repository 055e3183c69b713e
// Copyright 2025 Eric Jingryd (tidynest@proton.me)
//
// Licensed under the Apache License, Version 2.0 (the "License");
// you may not use this file except in compliance with the License.
// You may obtain a copy of the License at
//
//     http://www.apache.org/licenses/LICENSE-2.0
//
// Unless required by applicable law or agreed to in writing, software
// distributed under the License is distributed on an "AS IS" BASIS,
// WITHOUT WARRANTIES OR CONDITIONS OF ANY KIND, either express or implied.
// See the License for the specific language governing permissions and
// limitations under the License.

//! JSON side cache for parsed documents
//!
//! The cache file is tab-indented JSON. Writing stamps the document with
//! the current local time and its object count.

use chrono::Local;
use serde::Serialize;
use serde_json::ser::{PrettyFormatter, Serializer};
use std::{
    fs,
    path::{Path, PathBuf},
};

use crate::{
    core::Document,
    store::{transaction::write_atomic, StoreError},
};

/// Format of the `updated_on` stamp
pub const UPDATED_ON_FORMAT: &str = "%Y-%m-%d %H:%M:%S";

/// A JSON cache file for one document
#[derive(Debug)]
pub struct LayoutCache {
    path: PathBuf,
}

impl LayoutCache {
    pub fn new(path: PathBuf) -> Self {
        Self { path }
    }

    /// Cache path derived from a layout path: `window.glade` → `window.glade.json`
    pub fn beside(layout: &Path) -> Self {
        let mut name = layout.as_os_str().to_owned();
        name.push(".json");
        Self::new(PathBuf::from(name))
    }

    pub fn path(&self) -> &Path {
        &self.path
    }

    /// Serializes the document, stamping `updated_on` and `objects_count`
    pub fn write(&self, document: &mut Document) -> Result<(), StoreError> {
        document.updated_on = Local::now().format(UPDATED_ON_FORMAT).to_string();
        document.objects_count = document.objects.len();

        let json = to_tab_json(document)?;
        write_atomic(&self.path, &json)?;

        log::debug!(
            "Cached {} objects to {}",
            document.objects_count,
            self.path.display()
        );
        Ok(())
    }

    /// Loads a cached document
    ///
    /// The document carries no source text, so it cannot be re-rendered.
    pub fn read(&self) -> Result<Document, StoreError> {
        if !self.path.exists() {
            return Err(StoreError::NotFound(self.path.clone()));
        }
        let content = fs::read(&self.path)?;
        Ok(serde_json::from_slice(&content)?)
    }
}

fn to_tab_json(document: &Document) -> Result<Vec<u8>, StoreError> {
    let mut buffer = Vec::new();
    let mut serializer = Serializer::with_formatter(&mut buffer, PrettyFormatter::with_indent(b"\t"));
    document.serialize(&mut serializer)?;
    buffer.push(b'\n');
    Ok(buffer)
}
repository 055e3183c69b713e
// Copyright 2025 bakri (tidynest@proton.me)
//
// Licensed under the Apache License, Version 2.0 (the "License");
// you may not use this file except in compliance with the License.
// You may obtain a copy of the License at
//
//     http://www.apache.org/licenses/LICENSE-2.0
//
// Unless required by applicable law or agreed to in writing, software
// distributed under the License is distributed on an "AS IS" BASIS,
// WITHOUT WARRANTIES OR CONDITIONS OF ANY KIND, either express or implied.
// See the License for the specific language governing permissions and
// limitations under the License.

//! src/core/mod.rs
//!
//! Core parsing logic
//!
//! This module contains the data structures and algorithms for reading
//! layout documents, including:
//! - Type definitions for documents, objects, properties and signals
//! - Line-ending detection, comment stripping and multi-line folding
//! - A nom-based line tokenizer
//! - The object scanner (explicit cursor, frame stack for nesting)
//! - CSS naming injection planning
//!
//! All logic here works on in-memory text so it can be unit tested
//! without touching the filesystem.

pub mod naming;
pub mod options;
pub mod parser;
pub mod sanitizer;
pub mod scanner;
pub mod tokenizer;
pub mod types;

pub use options::{NamingOptions, ParseOptions, DEFAULT_NAMING_EXCLUSIONS};
pub use parser::{LayoutParser, ParseError};
pub use sanitizer::LineEnding;
pub use types::*;

#[cfg(test)]
mod tests;
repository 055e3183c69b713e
// Copyright 2025 Eric Jingryd (tidynest@proton.me)
//
// Licensed under the Apache License, Version 2.0 (the "License");
// you may not use this file except in compliance with the License.
// You may obtain a copy of the License at
//
//     http://www.apache.org/licenses/LICENSE-2.0
//
// Unless required by applicable law or agreed to in writing, software
// distributed under the License is distributed on an "AS IS" BASIS,
// WITHOUT WARRANTIES OR CONDITIONS OF ANY KIND, either express or implied.
// See the License for the specific language governing permissions and
// limitations under the License.

//! Store tests
//!
//! Filesystem tests run in `tempfile` directories.


use std::{fs, path::PathBuf};
use tempfile::TempDir;

pub const BUTTON_GLADE: &str = "<?xml version=\"1.0\"?>\n<interface>\n  <requires lib=\"gtk+\" version=\"3.20\"/>\n  <object class=\"GtkButton\" id=\"SaveButton\">\n    <property name=\"label\">Save</property>\n  </object>\n</interface>\n";

/// Helper: writes a layout into a fresh temp directory
pub fn create_test_layout(content: &str) -> (TempDir, PathBuf) {
    let temp_dir = TempDir::new().unwrap();
    let layout_path = temp_dir.path().join("window.glade");
    fs::write(&layout_path, content).unwrap();
    (temp_dir, layout_path)
}

/// Helper: every `.bak` file in a directory
pub fn backups_in(dir: &std::path::Path) -> Vec<PathBuf> {
    let mut backups: Vec<PathBuf> = fs::read_dir(dir)
        .unwrap()
        .map(|entry| entry.unwrap().path())
        .filter(|path| path.extension().is_some_and(|ext| ext == "bak"))
        .collect();
    backups.sort();
    backups
}
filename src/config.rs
use serde::Deserialize;

#[derive(Debug, Clone, Deserialize)]
pub struct JwtConfig {
    pub secret: String,
    pub issuer: String,
    pub audience: String,
    pub ttl_minutes: i64,
    pub refresh_ttl_minutes: i64,
}

#[derive(Debug, Clone, Deserialize)]
pub struct GeocoderConfig {
    pub endpoint: String,
    pub user_agent: String,
    pub region_hint: String,
}

#[derive(Debug, Clone, Deserialize)]
pub struct AppConfig {
    pub database_url: String,
    pub jwt: JwtConfig,
    pub upload_dir: String,
    pub geocoder: GeocoderConfig,
}

impl AppConfig {
    pub fn from_env() -> anyhow::Result<Self> {
        let database_url = std::env::var("DATABASE_URL")?;
        let jwt = JwtConfig {
            secret: std::env::var("JWT_SECRET")?,
            issuer: std::env::var("JWT_ISSUER").unwrap_or_else(|_| "foodboard".into()),
            audience: std::env::var("JWT_AUDIENCE").unwrap_or_else(|_| "foodboard-users".into()),
            ttl_minutes: std::env::var("JWT_TTL_MINUTES")
                .ok()
                .and_then(|v| v.parse::<i64>().ok())
                .unwrap_or(60),
            refresh_ttl_minutes: std::env::var("JWT_REFRESH_TTL_MINUTES")
                .ok()
                .and_then(|v| v.parse::<i64>().ok())
                .unwrap_or(60 * 24 * 14),
        };
        let geocoder = GeocoderConfig {
            endpoint: std::env::var("GEOCODER_ENDPOINT")
                .unwrap_or_else(|_| "https://nominatim.openstreetmap.org/search".into()),
            user_agent: std::env::var("GEOCODER_USER_AGENT")
                .unwrap_or_else(|_| "foodboard/1.0".into()),
            region_hint: std::env::var("GEOCODER_REGION_HINT")
                .unwrap_or_else(|_| "Оренбургская область, Россия".into()),
        };
        let upload_dir = std::env::var("UPLOAD_DIR").unwrap_or_else(|_| "uploads".into());
        Ok(Self {
            database_url,
            jwt,
            upload_dir,
            geocoder,
        })
    }
}
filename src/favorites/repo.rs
use serde::Serialize;
use sqlx::PgPool;
use uuid::Uuid;

use crate::ads::repo::AdWithSeller;

/// Result of one favorite toggle. Not an "ensure favorited": calling twice
/// returns to the original state.
#[derive(Debug, Clone, Copy, PartialEq, Eq, Serialize)]
#[serde(rename_all = "lowercase")]
pub enum ToggleOutcome {
    Added,
    Removed,
    Rejected,
}

/// Pure toggle decision; self-favoriting is refused before touching the
/// relation.
pub fn decide(owner_id: Uuid, actor_id: Uuid, currently_favorited: bool) -> ToggleOutcome {
    if owner_id == actor_id {
        ToggleOutcome::Rejected
    } else if currently_favorited {
        ToggleOutcome::Removed
    } else {
        ToggleOutcome::Added
    }
}

pub async fn contains(db: &PgPool, user_id: Uuid, ad_id: Uuid) -> anyhow::Result<bool> {
    let row: Option<(i32,)> =
        sqlx::query_as("SELECT 1 FROM favorites WHERE user_id = $1 AND ad_id = $2")
            .bind(user_id)
            .bind(ad_id)
            .fetch_optional(db)
            .await?;
    Ok(row.is_some())
}

pub async fn add(db: &PgPool, user_id: Uuid, ad_id: Uuid) -> anyhow::Result<()> {
    sqlx::query(
        "INSERT INTO favorites (user_id, ad_id) VALUES ($1, $2) ON CONFLICT DO NOTHING",
    )
    .bind(user_id)
    .bind(ad_id)
    .execute(db)
    .await?;
    Ok(())
}

pub async fn remove(db: &PgPool, user_id: Uuid, ad_id: Uuid) -> anyhow::Result<()> {
    sqlx::query("DELETE FROM favorites WHERE user_id = $1 AND ad_id = $2")
        .bind(user_id)
        .bind(ad_id)
        .execute(db)
        .await?;
    Ok(())
}

pub async fn list_for_user(db: &PgPool, user_id: Uuid) -> anyhow::Result<Vec<AdWithSeller>> {
    let rows = sqlx::query_as::<_, AdWithSeller>(
        "SELECT a.id, a.title, a.description, a.price, a.image, \
         a.created_at, a.category_id, c.name AS category_name, a.user_id, \
         u.name AS seller_name, u.phone AS seller_phone, u.city AS seller_city, \
         u.latitude AS seller_latitude, u.longitude AS seller_longitude \
         FROM favorites f \
         JOIN ads a ON a.id = f.ad_id \
         JOIN users u ON u.id = a.user_id \
         JOIN categories c ON c.id = a.category_id \
         WHERE f.user_id = $1 \
         ORDER BY a.created_at DESC",
    )
    .bind(user_id)
    .fetch_all(db)
    .await?;
    Ok(rows)
}

#[cfg(test)]
mod tests {
    use super::*;

    #[test]
    fn own_ad_is_rejected_regardless_of_membership() {
        let me = Uuid::new_v4();
        assert_eq!(decide(me, me, false), ToggleOutcome::Rejected);
        assert_eq!(decide(me, me, true), ToggleOutcome::Rejected);
    }

    #[test]
    fn toggling_twice_restores_original_state() {
        let owner = Uuid::new_v4();
        let actor = Uuid::new_v4();
        let first = decide(owner, actor, false);
        assert_eq!(first, ToggleOutcome::Added);
        let second = decide(owner, actor, true);
        assert_eq!(second, ToggleOutcome::Removed);
    }

    #[test]
    fn outcome_serializes_lowercase() {
        assert_eq!(
            serde_json::to_string(&ToggleOutcome::Added).unwrap(),
            "\"added\""
        );
        assert_eq!(
            serde_json::to_string(&ToggleOutcome::Rejected).unwrap(),
            "\"rejected\""
        );
    }
}
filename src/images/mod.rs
pub mod services;
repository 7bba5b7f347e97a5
//! Pure core of the listing query engine: radius normalization, the
//! great-circle proximity filter, and in-memory pagination.

use crate::ads::repo::AdWithSeller;
use crate::geo::{haversine_km, Coordinates};

pub const PAGE_SIZE: usize = 12;
pub const DEFAULT_RADIUS_KM: u32 = 400;
pub const ALLOWED_RADII_KM: [u32; 6] = [100, 200, 300, 400, 500, 1000];

/// Any radius outside the fixed allowed set silently falls back to the
/// default.
pub fn normalize_radius(requested: Option<u32>) -> u32 {
    match requested {
        Some(r) if ALLOWED_RADII_KM.contains(&r) => r,
        _ => DEFAULT_RADIUS_KM,
    }
}

/// A price must be a real non-negative number. NaN slips past a plain
/// `< 0.0` check (and past the database CHECK, where `NaN >= 0` holds).
pub fn price_is_valid(price: f64) -> bool {
    price.is_finite() && price >= 0.0
}

/// Keeps ads whose seller is located within `radius_km` of `center`, paired
/// with the unrounded distance. Sellers without coordinates are dropped, not
/// carried as "unknown distance". Inclusion is `<=`, on the raw value.
pub fn filter_by_distance(
    rows: Vec<AdWithSeller>,
    center: Coordinates,
    radius_km: f64,
) -> Vec<(AdWithSeller, f64)> {
    rows.into_iter()
        .filter_map(|row| {
            let (lat, lon) = match (row.seller_latitude, row.seller_longitude) {
                (Some(lat), Some(lon)) => (lat, lon),
                _ => return None,
            };
            let d = haversine_km(center.latitude, center.longitude, lat, lon);
            (d <= radius_km).then_some((row, d))
        })
        .collect()
}

/// Slices one 1-based page out of an already-filtered, already-ordered
/// sequence. Filtering happens before this slice, so a page is full whenever
/// more matching items exist.
pub fn page_slice<T>(items: Vec<T>, page: usize) -> (Vec<T>, bool) {
    let start = page.max(1).saturating_sub(1).saturating_mul(PAGE_SIZE);
    let has_more = items.len().saturating_sub(start) > PAGE_SIZE;
    let page_items = items.into_iter().skip(start).take(PAGE_SIZE).collect();
    (page_items, has_more)
}

#[cfg(test)]
mod tests {
    use super::*;
    use time::OffsetDateTime;
    use uuid::Uuid;

    fn ad_at(coords: Option<(f64, f64)>) -> AdWithSeller {
        AdWithSeller {
            id: Uuid::new_v4(),
            title: "Мёд липовый".into(),
            description: "Свежий урожай".into(),
            price: 500.0,
            image: None,
            created_at: OffsetDateTime::now_utc(),
            category_id: Uuid::new_v4(),
            category_name: "Мёд и продукты пчеловодства".into(),
            user_id: Uuid::new_v4(),
            seller_name: "Иван".into(),
            seller_phone: "+7".into(),
            seller_city: "Оренбург".into(),
            seller_latitude: coords.map(|c| c.0),
            seller_longitude: coords.map(|c| c.1),
        }
    }

    const ORENBURG: Coordinates = Coordinates {
        latitude: 51.7727,
        longitude: 55.0988,
    };

    #[test]
    fn radius_outside_allowed_set_falls_back_to_default() {
        assert_eq!(normalize_radius(Some(750)), 400);
        assert_eq!(normalize_radius(Some(0)), 400);
        assert_eq!(normalize_radius(None), 400);
    }

    #[test]
    fn allowed_radii_pass_through() {
        for r in ALLOWED_RADII_KM {
            assert_eq!(normalize_radius(Some(r)), r);
        }
    }

    #[test]
    fn seller_without_coordinates_is_dropped() {
        let kept = filter_by_distance(vec![ad_at(None)], ORENBURG, 1000.0);
        assert!(kept.is_empty());
    }

    #[test]
    fn distance_exactly_at_radius_is_included() {
        let seller = (53.1959, 50.1002); // Samara
        let exact = haversine_km(
            ORENBURG.latitude,
            ORENBURG.longitude,
            seller.0,
            seller.1,
        );
        let kept = filter_by_distance(vec![ad_at(Some(seller))], ORENBURG, exact);
        assert_eq!(kept.len(), 1);
        // the unrounded distance rides along for the display annotation
        assert!((kept[0].1 - exact).abs() < 1e-9);
    }

    #[test]
    fn distance_just_past_radius_is_excluded() {
        let seller = (53.1959, 50.1002);
        let exact = haversine_km(
            ORENBURG.latitude,
            ORENBURG.longitude,
            seller.0,
            seller.1,
        );
        let kept = filter_by_distance(vec![ad_at(Some(seller))], ORENBURG, exact - 1e-6);
        assert!(kept.is_empty());
    }

    #[test]
    fn comparison_uses_unrounded_distance() {
        // ~0.7 km away: rounds to 1, but a 0.5 km radius must still exclude it
        let nearby = (ORENBURG.latitude + 0.0063, ORENBURG.longitude);
        let d = haversine_km(
            ORENBURG.latitude,
            ORENBURG.longitude,
            nearby.0,
            nearby.1,
        );
        assert!(d > 0.5 && d < 1.0);
        assert!(filter_by_distance(vec![ad_at(Some(nearby))], ORENBURG, 0.5).is_empty());
        assert_eq!(
            filter_by_distance(vec![ad_at(Some(nearby))], ORENBURG, 1.0).len(),
            1
        );
    }

    #[test]
    fn page_slice_reports_has_more() {
        let items: Vec<u32> = (0..30).collect();
        let (page1, more) = page_slice(items.clone(), 1);
        assert_eq!(page1, (0..12).collect::<Vec<_>>());
        assert!(more);

        let (page3, more) = page_slice(items, 3);
        assert_eq!(page3, (24..30).collect::<Vec<_>>());
        assert!(!more);
    }

    #[test]
    fn page_beyond_end_is_empty() {
        let (page, more) = page_slice(vec![1, 2, 3], 5);
        assert!(page.is_empty());
        assert!(!more);
    }

    #[test]
    fn page_zero_is_treated_as_first() {
        let (page, _) = page_slice((0..5).collect::<Vec<_>>(), 0);
        assert_eq!(page, vec![0, 1, 2, 3, 4]);
    }

    #[test]
    fn absurd_page_number_does_not_overflow() {
        let (page, more) = page_slice((0..5).collect::<Vec<_>>(), usize::MAX);
        assert!(page.is_empty());
        assert!(!more);
    }

    #[test]
    fn price_rejects_nan_and_infinities() {
        assert!(!price_is_valid(f64::NAN));
        assert!(!price_is_valid(f64::INFINITY));
        assert!(!price_is_valid(f64::NEG_INFINITY));
        assert!(!price_is_valid(-0.01));
    }

    #[test]
    fn price_accepts_ordinary_values() {
        assert!(price_is_valid(0.0));
        assert!(price_is_valid(499.99));
    }

    // Pins the redesign of the inherited page-then-filter order: the distance
    // filter runs over the whole candidate set first, so pages stay full
    // whenever more in-radius ads exist.
    #[test]
    fn nearby_pages_fill_before_slicing() {
        let mut rows = Vec::new();
        for i in 0..30 {
            // alternate: even rows in radius, odd rows far away
            let coords = if i % 2 == 0 {
                (ORENBURG.latitude + 0.01, ORENBURG.longitude)
            } else {
                (55.7558, 37.6173) // Moscow, ~1230 km out
            };
            rows.push(ad_at(Some(coords)));
        }
        let filtered = filter_by_distance(rows, ORENBURG, 100.0);
        assert_eq!(filtered.len(), 15);
        let (page1, has_more) = page_slice(filtered, 1);
        assert_eq!(page1.len(), PAGE_SIZE);
        assert!(has_more);
    }
}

## [Problem statement]
Quote only the stretch of lines that starts the data above and ends with the line containing "the document with", both included.

## [Answer to this problem]
repository 055e3183c69b713e
// Copyright 2025 Eric Jingryd (tidynest@proton.me)
//
// Licensed under the Apache License, Version 2.0 (the "License");
// you may not use this file except in compliance with the License.
// You may obtain a copy of the License at
//
//     http://www.apache.org/licenses/LICENSE-2.0
//
// Unless required by applicable law or agreed to in writing, software
// distributed under the License is distributed on an "AS IS" BASIS,
// WITHOUT WARRANTIES OR CONDITIONS OF ANY KIND, either express or implied.
// See the License for the specific language governing permissions and
// limitations under the License.

//! JSON side cache for parsed documents
//!
//! The cache file is tab-indented JSON. Writing stamps the document with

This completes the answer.